# Stored items
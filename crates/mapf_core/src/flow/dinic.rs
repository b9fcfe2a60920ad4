//! Dinic's algorithm: BFS level graphs and DFS blocking flow with the
//! current-arc optimization. On unit-capacity networks this runs in
//! O(E·sqrt(V)).

use std::collections::VecDeque;

use super::graph::FlowGraph;
use super::FlowSolver;

#[derive(Debug, Clone, Copy, Default)]
pub struct Dinic;

impl FlowSolver for Dinic {
    fn max_flow(&self, graph: &mut FlowGraph, source: u32, sink: u32) -> i64 {
        if source == sink {
            return 0;
        }
        let nodes = graph.node_count();
        let mut level = vec![-1i32; nodes];
        let mut cursor = vec![0usize; nodes];
        let mut total = 0i64;
        while build_levels(graph, source, sink, &mut level) {
            cursor.iter_mut().for_each(|c| *c = 0);
            loop {
                let pushed = augment(graph, source, sink, i64::MAX, &level, &mut cursor);
                if pushed == 0 {
                    break;
                }
                total += pushed;
            }
        }
        total
    }
}

/// BFS over residual arcs; returns whether the sink is still reachable.
fn build_levels(graph: &FlowGraph, source: u32, sink: u32, level: &mut [i32]) -> bool {
    level.iter_mut().for_each(|l| *l = -1);
    level[source as usize] = 0;
    let mut queue = VecDeque::from([source]);
    while let Some(node) = queue.pop_front() {
        for &id in &graph.adj[node as usize] {
            let to = graph.arcs[id as usize].to;
            if graph.arcs[id as usize].cap > 0 && level[to as usize] < 0 {
                level[to as usize] = level[node as usize] + 1;
                queue.push_back(to);
            }
        }
    }
    level[sink as usize] >= 0
}

/// Push one augmenting unit (or more) down the level graph.
fn augment(
    graph: &mut FlowGraph,
    node: u32,
    sink: u32,
    limit: i64,
    level: &[i32],
    cursor: &mut [usize],
) -> i64 {
    if node == sink {
        return limit;
    }
    while cursor[node as usize] < graph.adj[node as usize].len() {
        let id = graph.adj[node as usize][cursor[node as usize]];
        let to = graph.arcs[id as usize].to;
        let cap = graph.arcs[id as usize].cap;
        if cap > 0 && level[to as usize] == level[node as usize] + 1 {
            let pushed = augment(graph, to, sink, limit.min(cap), level, cursor);
            if pushed > 0 {
                graph.push(id, pushed);
                return pushed;
            }
        }
        cursor[node as usize] += 1;
    }
    0
}
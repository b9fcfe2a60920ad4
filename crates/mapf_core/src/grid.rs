//! Grid geometry: passable cells, 4-neighbour adjacency, facing directions.
//!
//! Coordinates are `(x, y)` with the origin at the top-left corner, `x`
//! growing to the right and `y` growing downward. A cell is also addressed
//! by its linear index `y * width + x`.

use std::sync::atomic::{AtomicU64, Ordering};

use serde::{Deserialize, Serialize};

use crate::error::PlanError;

/// A grid coordinate. `x` is the column, `y` the row.
#[derive(
    Debug, Clone, Copy, PartialEq, Eq, Hash, PartialOrd, Ord, Serialize, Deserialize,
)]
pub struct Cell {
    pub x: u32,
    pub y: u32,
}

impl Cell {
    pub fn new(x: u32, y: u32) -> Self {
        Self { x, y }
    }

    /// Manhattan distance to another cell.
    pub fn manhattan(self, other: Cell) -> u32 {
        self.x.abs_diff(other.x) + self.y.abs_diff(other.y)
    }
}

/// Agent facing. The discriminants are the wire indices callers exchange.
#[derive(
    Debug, Clone, Copy, PartialEq, Eq, Hash, PartialOrd, Ord, Serialize, Deserialize,
)]
pub enum Dir {
    East = 0,
    West = 1,
    South = 2,
    North = 3,
}

impl Dir {
    pub const ALL: [Dir; 4] = [Dir::East, Dir::West, Dir::South, Dir::North];

    /// Unit step this facing points along, as `(dx, dy)`.
    pub fn delta(self) -> (i64, i64) {
        match self {
            Dir::East => (1, 0),
            Dir::West => (-1, 0),
            Dir::South => (0, 1),
            Dir::North => (0, -1),
        }
    }

    /// Facing that points from `from` to an adjacent `to`, if they are
    /// distinct 4-neighbours.
    pub fn between(from: Cell, to: Cell) -> Option<Dir> {
        let dx = i64::from(to.x) - i64::from(from.x);
        let dy = i64::from(to.y) - i64::from(from.y);
        Dir::ALL.into_iter().find(|d| d.delta() == (dx, dy))
    }

    pub fn opposite(self) -> Dir {
        match self {
            Dir::East => Dir::West,
            Dir::West => Dir::East,
            Dir::South => Dir::North,
            Dir::North => Dir::South,
        }
    }

    /// The two facings a quarter turn away.
    pub fn perpendicular(self) -> [Dir; 2] {
        match self {
            Dir::East | Dir::West => [Dir::South, Dir::North],
            Dir::South | Dir::North => [Dir::East, Dir::West],
        }
    }

    pub fn index(self) -> usize {
        self as usize
    }

    pub fn from_index(index: usize) -> Option<Dir> {
        Dir::ALL.get(index).copied()
    }
}

static NEXT_GRID_ID: AtomicU64 = AtomicU64::new(0);

/// Immutable rectangular grid of passable and blocked cells.
///
/// Each grid carries an opaque `id`, unique per construction, which keyed
/// caches use instead of hashing the full cell content.
#[derive(Debug, Clone)]
pub struct Grid {
    width: u32,
    height: u32,
    passable: Vec<bool>,
    id: u64,
}

impl Grid {
    /// Build a grid from a rectangular matrix of cell codes: `0` is free,
    /// anything else is blocked.
    pub fn from_rows(rows: &[Vec<u8>]) -> Result<Grid, PlanError> {
        if rows.is_empty() || rows[0].is_empty() {
            return Err(PlanError::InvalidInput("grid must be non-empty".into()));
        }
        let width = rows[0].len();
        let mut passable = Vec::with_capacity(width * rows.len());
        for row in rows {
            if row.len() != width {
                return Err(PlanError::InvalidInput("grid must be rectangular".into()));
            }
            passable.extend(row.iter().map(|&cell| cell == 0));
        }
        Ok(Grid {
            width: width as u32,
            height: rows.len() as u32,
            passable,
            id: NEXT_GRID_ID.fetch_add(1, Ordering::Relaxed),
        })
    }

    pub fn width(&self) -> u32 {
        self.width
    }

    pub fn height(&self) -> u32 {
        self.height
    }

    /// Opaque cache handle, unique per constructed grid.
    pub fn id(&self) -> u64 {
        self.id
    }

    /// Total number of cells, passable or not.
    pub fn cell_count(&self) -> usize {
        self.passable.len()
    }

    pub fn contains(&self, cell: Cell) -> bool {
        cell.x < self.width && cell.y < self.height
    }

    /// Whether the cell is in bounds and free of obstacles.
    pub fn passable(&self, cell: Cell) -> bool {
        self.contains(cell) && self.passable[self.index(cell)]
    }

    pub fn passable_index(&self, index: usize) -> bool {
        self.passable[index]
    }

    /// Linear index `y * width + x`.
    pub fn index(&self, cell: Cell) -> usize {
        (cell.y * self.width + cell.x) as usize
    }

    pub fn cell_at(&self, index: usize) -> Cell {
        Cell::new(index as u32 % self.width, index as u32 / self.width)
    }

    /// The passable cell one step along `dir`, if any.
    pub fn step(&self, cell: Cell, dir: Dir) -> Option<Cell> {
        let (dx, dy) = dir.delta();
        let x = i64::from(cell.x) + dx;
        let y = i64::from(cell.y) + dy;
        if x < 0 || y < 0 {
            return None;
        }
        let next = Cell::new(x as u32, y as u32);
        self.passable(next).then_some(next)
    }

    /// The at-most-4 passable neighbours of a cell.
    pub fn neighbours(&self, cell: Cell) -> Vec<Cell> {
        Dir::ALL
            .into_iter()
            .filter_map(|dir| self.step(cell, dir))
            .collect()
    }

    /// Undirected passable edges as linear index pairs with `a < b`, in
    /// row-major order.
    pub fn passable_edges(&self) -> Vec<(u32, u32)> {
        let mut edges = Vec::new();
        for y in 0..self.height {
            for x in 0..self.width {
                let cell = Cell::new(x, y);
                if !self.passable(cell) {
                    continue;
                }
                let index = self.index(cell) as u32;
                if x + 1 < self.width && self.passable(Cell::new(x + 1, y)) {
                    edges.push((index, index + 1));
                }
                if y + 1 < self.height && self.passable(Cell::new(x, y + 1)) {
                    edges.push((index, index + self.width));
                }
            }
        }
        edges
    }
}

#[cfg(test)]
mod tests {
    use super::*;

    #[test]
    fn rejects_ragged_and_empty_grids() {
        assert!(Grid::from_rows(&[]).is_err());
        assert!(Grid::from_rows(&[vec![]]).is_err());
        assert!(Grid::from_rows(&[vec![0, 0], vec![0]]).is_err());
    }

    #[test]
    fn passability_and_neighbours() {
        let grid = Grid::from_rows(&[vec![0, 1, 0], vec![0, 0, 0]]).expect("grid");
        assert!(grid.passable(Cell::new(0, 0)));
        assert!(!grid.passable(Cell::new(1, 0)));
        assert!(!grid.passable(Cell::new(3, 0)));

        let mut around = grid.neighbours(Cell::new(1, 1));
        around.sort();
        // (1,0) is blocked and (1,2) is out of bounds.
        assert_eq!(around, vec![Cell::new(0, 1), Cell::new(2, 1)]);
    }

    #[test]
    fn edges_skip_obstacles() {
        let grid = Grid::from_rows(&[vec![0, 1], vec![0, 0]]).expect("grid");
        let edges = grid.passable_edges();
        // (0,0)-(0,1) and (0,1)-(1,1); nothing touches the blocked corner.
        assert_eq!(edges, vec![(0, 2), (2, 3)]);
    }

    #[test]
    fn facing_algebra() {
        assert_eq!(Dir::between(Cell::new(1, 1), Cell::new(2, 1)), Some(Dir::East));
        assert_eq!(Dir::between(Cell::new(1, 1), Cell::new(1, 0)), Some(Dir::North));
        assert_eq!(Dir::between(Cell::new(1, 1), Cell::new(1, 1)), None);
        assert_eq!(Dir::East.opposite(), Dir::West);
        assert_eq!(Dir::South.perpendicular(), [Dir::East, Dir::West]);
        for dir in Dir::ALL {
            assert_eq!(Dir::from_index(dir.index()), Some(dir));
        }
    }
}
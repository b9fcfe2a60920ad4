//! Diagnosis reports for failing rounds.

use std::collections::HashMap;

use mapf_core::test_helpers::{cells, grid_from};
use mapf_core::{Cell, FlowMethod};
use mapf_search::{explain_infeasible, AgentState, CargoState, RoundOutcome};

#[test]
fn feasible_rounds_diagnose_clean() {
    let grid = grid_from(&["....", "....", "....", "...."]);
    let agents = vec![
        AgentState::new(1, Cell::new(0, 0), CargoState::Loaded),
        AgentState::new(2, Cell::new(0, 3), CargoState::Empty),
    ];
    let report = explain_infeasible(
        &grid,
        &agents,
        &cells(&[(3, 3)]),
        &cells(&[(3, 0)]),
        &HashMap::new(),
        8,
        FlowMethod::Dinic,
    )
    .expect("valid request");

    assert_eq!(report.loaded_first, RoundOutcome::Planned);
    assert_eq!(report.empty_first, RoundOutcome::Planned);
    assert!(report.loaded_only);
    assert!(report.empty_only);
    assert!(report.unreachable_starts.is_empty());
    assert_eq!(report.reachable_pickups, 1);
    assert_eq!(report.tau_min, Some(6));
    // Two agents share a single pickup, so no carry bound exists.
    assert_eq!(report.min_drop_needed, None);
}

#[test]
fn corridor_deadlock_blames_the_second_stage() {
    // Each group is fine alone; orderings fail because the corridor cannot
    // be shared.
    let grid = grid_from(&["...."]);
    let agents = vec![
        AgentState::new(1, Cell::new(1, 0), CargoState::Loaded),
        AgentState::new(2, Cell::new(2, 0), CargoState::Empty),
    ];
    let report = explain_infeasible(
        &grid,
        &agents,
        &cells(&[(0, 0)]),
        &cells(&[(3, 0)]),
        &HashMap::new(),
        6,
        FlowMethod::Dinic,
    )
    .expect("valid request");

    assert!(report.loaded_only);
    assert!(report.empty_only);
    assert_eq!(report.loaded_first, RoundOutcome::EmptyStageInfeasible);
    assert_eq!(report.empty_first, RoundOutcome::LoadedStageInfeasible);
    assert!(report.unreachable_starts.is_empty());
    // Two agents but a single pickup: no carry bound exists.
    assert_eq!(report.reachable_pickups, 1);
    assert_eq!(report.tau_min, Some(2));
    assert_eq!(report.min_drop_needed, None);
}

#[test]
fn cut_off_starts_are_listed() {
    let grid = grid_from(&[".#.", ".#."]);
    let agents = vec![
        AgentState::new(1, Cell::new(0, 0), CargoState::Empty),
        AgentState::new(2, Cell::new(2, 0), CargoState::Empty),
    ];
    let report = explain_infeasible(
        &grid,
        &agents,
        &cells(&[(0, 1)]),
        &cells(&[(0, 0)]),
        &HashMap::new(),
        4,
        FlowMethod::Dinic,
    )
    .expect("valid request");

    assert_eq!(report.unreachable_starts, vec![Cell::new(2, 0)]);
    assert_eq!(report.tau_min, None);
    assert!(!report.empty_only);
}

# Task statement
Copy out every line in the entries above that holds "unique".

# Written solution
/// Each grid carries an opaque `id`, unique per construction, which keyed
    /// Opaque cache handle, unique per constructed grid.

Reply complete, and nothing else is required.